__SOURCE RECORDS__:
use std::{fmt, sync::Arc};

use axum::{
    Json, Router,
    response::IntoResponse,
    routing::{any, get},
};
use cloudom_model::{ChatModel, DeepSeekClient};
use serde_json::json;
use tower_http::{
    cors::{Any, CorsLayer},
    trace::TraceLayer,
};
use tracing::{info, warn};

use crate::chat::chat_endpoint;
use crate::config::ServerConfig;

pub const SERVICE_NAME: &str = "cloudom-support";

/// Shared handler state.
///
/// `model` is `None` when no API key was configured; chat requests then
/// fail with 500 while `/health` keeps answering.
#[derive(Clone, Default)]
pub struct AppState {
    pub model: Option<Arc<dyn ChatModel>>,
}

impl fmt::Debug for AppState {
    fn fmt(&self, f: &mut fmt::Formatter<'_>) -> fmt::Result {
        f.debug_struct("AppState").field("model", &self.model.as_ref().map(|m| m.name())).finish()
    }
}

impl AppState {
    pub fn new(model: Arc<dyn ChatModel>) -> Self {
        Self { model: Some(model) }
    }

    /// Build state from the `DEEPSEEK_*` variables.
    pub fn from_env() -> Self {
        match DeepSeekClient::from_env() {
            Ok(client) => {
                info!(
                    model = %client.config().model,
                    base_url = %client.config().base_url,
                    "DeepSeek client configured"
                );
                Self::new(Arc::new(client))
            }
            Err(e) => {
                warn!(error = %e, "chat completions disabled");
                Self::default()
            }
        }
    }
}

pub fn app_router(state: AppState) -> Router {
    let cors = CorsLayer::new()
        .allow_origin(Any)
        .allow_methods(Any)
        .allow_headers(Any);

    Router::new()
        .route("/health", get(health))
        .route("/api/chat", any(chat_endpoint))
        .with_state(state)
        .layer(TraceLayer::new_for_http())
        .layer(cors)
}

pub async fn run_server(config: ServerConfig, state: AppState) -> anyhow::Result<()> {
    let app = app_router(state);
    let addr = config.socket_addr()?;

    let listener = tokio::net::TcpListener::bind(addr).await?;
    info!("{SERVICE_NAME} listening on http://{addr}");
    axum::serve(listener, app).with_graceful_shutdown(shutdown_signal()).await?;
    Ok(())
}

async fn shutdown_signal() {
    if let Err(e) = tokio::signal::ctrl_c().await {
        warn!(error = %e, "failed to listen for shutdown signal");
        std::future::pending::<()>().await;
    }
    info!("shutting down");
}

async fn health() -> impl IntoResponse {
    Json(json!({"status": "ok", "service": SERVICE_NAME}))
}
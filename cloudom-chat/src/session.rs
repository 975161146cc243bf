//! Conversation state for the support chat widget.

use std::sync::{
    Arc,
    atomic::{AtomicBool, AtomicU64, Ordering},
};

use cloudom_model::ChatMessage;
use cloudom_rag::catalog::{COMPANY_NAME, CONTACT};
use tokio::sync::Mutex;
use tracing::{debug, warn};

use crate::client::SupportBackend;
use crate::format::format_assistant_text;

/// Result of [`SupportChat::send`].
#[derive(Debug, Clone, PartialEq, Eq)]
pub enum SendOutcome {
    /// The formatted reply was appended.
    Replied(String),
    /// The backend failed; the fallback message was appended.
    Unavailable(String),
    /// A newer send started before this one finished. Nothing was appended.
    Superseded,
    /// The input was blank.
    Ignored,
}

/// The greeting every conversation starts with.
pub fn greeting() -> String {
    format!("Hi, I'm {COMPANY_NAME} AI Support. Ask me about services, pricing, the blog, or careers.")
}

/// Message shown when the backend cannot answer.
pub fn unavailable_message() -> String {
    format!("AI support is temporarily unavailable. You can also reach us at {}.", CONTACT.email)
}

/// Owns a support conversation and guards it against out-of-order replies.
///
/// Every send takes the next sequence number. A reply is appended only if
/// its sequence number is still the latest when it arrives.
pub struct SupportChat<B> {
    backend: Arc<B>,
    page_url: String,
    messages: Mutex<Vec<ChatMessage>>,
    request_seq: AtomicU64,
    sending: AtomicBool,
}

impl<B: SupportBackend> SupportChat<B> {
    pub fn new(backend: Arc<B>) -> Self {
        Self {
            backend,
            page_url: String::new(),
            messages: Mutex::new(vec![ChatMessage::assistant(greeting())]),
            request_seq: AtomicU64::new(0),
            sending: AtomicBool::new(false),
        }
    }

    /// Set the page URL reported with each request.
    pub fn with_page_url(mut self, page_url: impl Into<String>) -> Self {
        self.page_url = page_url.into();
        self
    }

    /// Snapshot of the conversation, greeting first.
    pub async fn messages(&self) -> Vec<ChatMessage> {
        self.messages.lock().await.clone()
    }

    /// Whether the most recent send is still waiting for its reply.
    pub fn is_sending(&self) -> bool {
        self.sending.load(Ordering::SeqCst)
    }

    /// Send `input` as a user message and wait for the reply.
    pub async fn send(&self, input: &str) -> SendOutcome {
        let text = input.trim();
        if text.is_empty() {
            return SendOutcome::Ignored;
        }

        let (seq, history) = {
            let mut messages = self.messages.lock().await;
            messages.push(ChatMessage::user(text));
            let seq = self.request_seq.fetch_add(1, Ordering::SeqCst) + 1;
            // Set and cleared only under `messages`, so the flag tracks the latest seq.
            self.sending.store(true, Ordering::SeqCst);
            (seq, messages.clone())
        };
        debug!(seq, messages = history.len(), "support chat send");

        let result = self.backend.ask(&history, &self.page_url).await;

        let mut messages = self.messages.lock().await;
        if self.request_seq.load(Ordering::SeqCst) != seq {
            debug!(seq, "dropping superseded reply");
            return SendOutcome::Superseded;
        }
        self.sending.store(false, Ordering::SeqCst);

        match result {
            Ok(reply) => {
                let formatted = format_assistant_text(&reply);
                messages.push(ChatMessage::assistant(formatted.clone()));
                SendOutcome::Replied(formatted)
            }
            Err(e) => {
                warn!(seq, error = %e, "support chat request failed");
                let fallback = format_assistant_text(&unavailable_message());
                messages.push(ChatMessage::assistant(fallback.clone()));
                SendOutcome::Unavailable(fallback)
            }
        }
    }
}
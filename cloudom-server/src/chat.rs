//! `POST /api/chat`: validation, prompt assembly, and upstream error mapping.

use axum::{
    Json,
    body::{Body, to_bytes},
    extract::State,
    http::{HeaderValue, Method, StatusCode, header},
    response::{IntoResponse, Response},
};
use cloudom_model::{ChatMessage, ChatModel, ModelError, deepseek::API_KEY_ENV};
use cloudom_rag::catalog::{COMPANY_NAME, CONTACT};
use thiserror::Error;
use tracing::{error, info, warn};

use crate::config::MAX_BODY_BYTES;
use crate::protocol::{ChatReply, ChatRequest, ErrorBody};
use crate::server::AppState;

/// Number of conversation messages forwarded upstream.
pub const MAX_HISTORY_MESSAGES: usize = 12;

/// Failures of a chat request, each mapped to one HTTP status.
#[derive(Debug, Error)]
pub enum ChatError {
    #[error("Method not allowed")]
    MethodNotAllowed,

    #[error("Server is missing DEEPSEEK_API_KEY")]
    MissingCredential,

    #[error("Invalid JSON")]
    InvalidJson,

    #[error("Missing user message")]
    MissingUserMessage,

    #[error("Upstream error")]
    Upstream { details: String },

    #[error("Empty model response")]
    EmptyCompletion,

    #[error("Request failed")]
    RequestFailed,
}

impl ChatError {
    pub fn status(&self) -> StatusCode {
        match self {
            Self::MethodNotAllowed => StatusCode::METHOD_NOT_ALLOWED,
            Self::MissingCredential => StatusCode::INTERNAL_SERVER_ERROR,
            Self::InvalidJson | Self::MissingUserMessage => StatusCode::BAD_REQUEST,
            Self::Upstream { .. } | Self::EmptyCompletion | Self::RequestFailed => {
                StatusCode::BAD_GATEWAY
            }
        }
    }

    fn body(&self) -> ErrorBody {
        let details = match self {
            Self::Upstream { details } => Some(details.clone()),
            _ => None,
        };
        ErrorBody { error: self.to_string(), details }
    }
}

impl From<ModelError> for ChatError {
    fn from(err: ModelError) -> Self {
        match err {
            ModelError::Upstream { details, .. } => Self::Upstream { details },
            ModelError::EmptyCompletion => Self::EmptyCompletion,
            ModelError::Request { .. } | ModelError::InvalidConfig(_) => Self::RequestFailed,
        }
    }
}

impl IntoResponse for ChatError {
    fn into_response(self) -> Response {
        let status = self.status();
        let mut response = (status, Json(self.body())).into_response();
        if matches!(self, Self::MethodNotAllowed) {
            response.headers_mut().insert(header::ALLOW, HeaderValue::from_static("POST"));
        }
        response
    }
}

/// Axum handler for `/api/chat`, registered for every method.
///
/// The body is only read once the method and credential checks pass. A body
/// over [`MAX_BODY_BYTES`] is rejected as invalid JSON.
pub async fn chat_endpoint(
    State(state): State<AppState>,
    method: Method,
    body: Body,
) -> Result<Json<ChatReply>, ChatError> {
    if method != Method::POST {
        return Err(ChatError::MethodNotAllowed);
    }
    let Some(model) = state.model.as_deref() else {
        error!("chat request rejected: {API_KEY_ENV} is not configured");
        return Err(ChatError::MissingCredential);
    };
    let bytes = to_bytes(body, MAX_BODY_BYTES).await.map_err(|e| {
        warn!(error = %e, limit = MAX_BODY_BYTES, "chat request body could not be read");
        ChatError::InvalidJson
    })?;
    let request = ChatRequest::from_slice(&bytes).map_err(|e| {
        warn!(error = %e, "chat request body is not valid JSON");
        ChatError::InvalidJson
    })?;
    handle_chat(model, request).await.map(Json)
}

/// Validate a parsed request, call the model, and shape the reply.
pub async fn handle_chat(model: &dyn ChatModel, request: ChatRequest) -> Result<ChatReply, ChatError> {
    if request.last_user_message().is_none_or(|m| m.content.is_empty()) {
        return Err(ChatError::MissingUserMessage);
    }

    let history = truncate_history(&request.messages, MAX_HISTORY_MESSAGES);
    let mut messages = Vec::with_capacity(history.len() + 1);
    messages.push(ChatMessage::system(system_instruction(&request.page_url, &request.context)));
    messages.extend(history);

    info!(
        model = model.name(),
        history = messages.len() - 1,
        context_chars = request.context.len(),
        "forwarding chat request"
    );

    let completion = model.complete(messages).await.map_err(|e| {
        error!(model = model.name(), error = %e, "chat completion failed");
        ChatError::from(e)
    })?;

    Ok(ChatReply { text: completion.text.trim().to_string() })
}

/// Keep the last `max` messages.
pub fn truncate_history(messages: &[ChatMessage], max: usize) -> Vec<ChatMessage> {
    let start = messages.len().saturating_sub(max);
    messages[start..].to_vec()
}

/// Build the system instruction for the support assistant.
pub fn system_instruction(page_url: &str, context: &str) -> String {
    let mut instruction = format!(
        "You are {COMPANY_NAME} AI Support.\n\
         Speak naturally, like a helpful support rep.\n\
         Never mention \"context\", \"prompt\", \"system\", \"policy\", or \"instructions\".\n\
         Do not say \"based on the provided context\" or similar.\n\
         Use only the information provided in the COMPANY INFO below.\n\
         If the answer is not in COMPANY INFO, say you're not sure and suggest contacting {email}.\n\
         Do not use Markdown formatting (no **bold**, no headings). Use plain text.\n\
         When listing items, use simple bullets like \"•\". Keep lines short.\n\
         When giving instructions, provide steps.\n",
        email = CONTACT.email,
    );
    if !page_url.is_empty() {
        instruction.push_str(&format!("Current page URL: {page_url}\n"));
    }
    if !context.is_empty() {
        instruction.push_str(&format!("\nCOMPANY INFO:\n{context}\n"));
    }
    instruction
}
//! Error types for the `cloudom-rag` crate.

use thiserror::Error;

/// Errors that can occur while configuring retrieval or assembling a knowledge base.
#[derive(Debug, Error)]
pub enum RagError {
    /// A configuration validation error.
    #[error("Configuration error: {0}")]
    ConfigError(String),

    /// Two documents in one knowledge base share an id.
    #[error("Duplicate document id: {id}")]
    DuplicateDocument {
        /// The id that appeared more than once.
        id: String,
    },
}

/// A convenience result type for retrieval operations.
pub type Result<T> = std::result::Result<T, RagError>;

__WORK INSTRUCTION__: The response must hold only the lines above from the line with "conversation, greeting first." through the line with "filename cloudom-server/src/chat.rs", each copied exactly, both ends kept.

__SOLVED PROBLEM__:
    /// Snapshot of the conversation, greeting first.
    pub async fn messages(&self) -> Vec<ChatMessage> {
        self.messages.lock().await.clone()
    }

    /// Whether the most recent send is still waiting for its reply.
    pub fn is_sending(&self) -> bool {
        self.sending.load(Ordering::SeqCst)
    }

    /// Send `input` as a user message and wait for the reply.
    pub async fn send(&self, input: &str) -> SendOutcome {
        let text = input.trim();
        if text.is_empty() {
            return SendOutcome::Ignored;
        }

        let (seq, history) = {
            let mut messages = self.messages.lock().await;
            messages.push(ChatMessage::user(text));
            let seq = self.request_seq.fetch_add(1, Ordering::SeqCst) + 1;
            // Set and cleared only under `messages`, so the flag tracks the latest seq.
            self.sending.store(true, Ordering::SeqCst);
            (seq, messages.clone())
        };
        debug!(seq, messages = history.len(), "support chat send");

        let result = self.backend.ask(&history, &self.page_url).await;

        let mut messages = self.messages.lock().await;
        if self.request_seq.load(Ordering::SeqCst) != seq {
            debug!(seq, "dropping superseded reply");
            return SendOutcome::Superseded;
        }
        self.sending.store(false, Ordering::SeqCst);

        match result {
            Ok(reply) => {
                let formatted = format_assistant_text(&reply);
                messages.push(ChatMessage::assistant(formatted.clone()));
                SendOutcome::Replied(formatted)
            }
            Err(e) => {
                warn!(seq, error = %e, "support chat request failed");
                let fallback = format_assistant_text(&unavailable_message());
                messages.push(ChatMessage::assistant(fallback.clone()));
                SendOutcome::Unavailable(fallback)
            }
        }
    }
}
filename cloudom-server/src/chat.rs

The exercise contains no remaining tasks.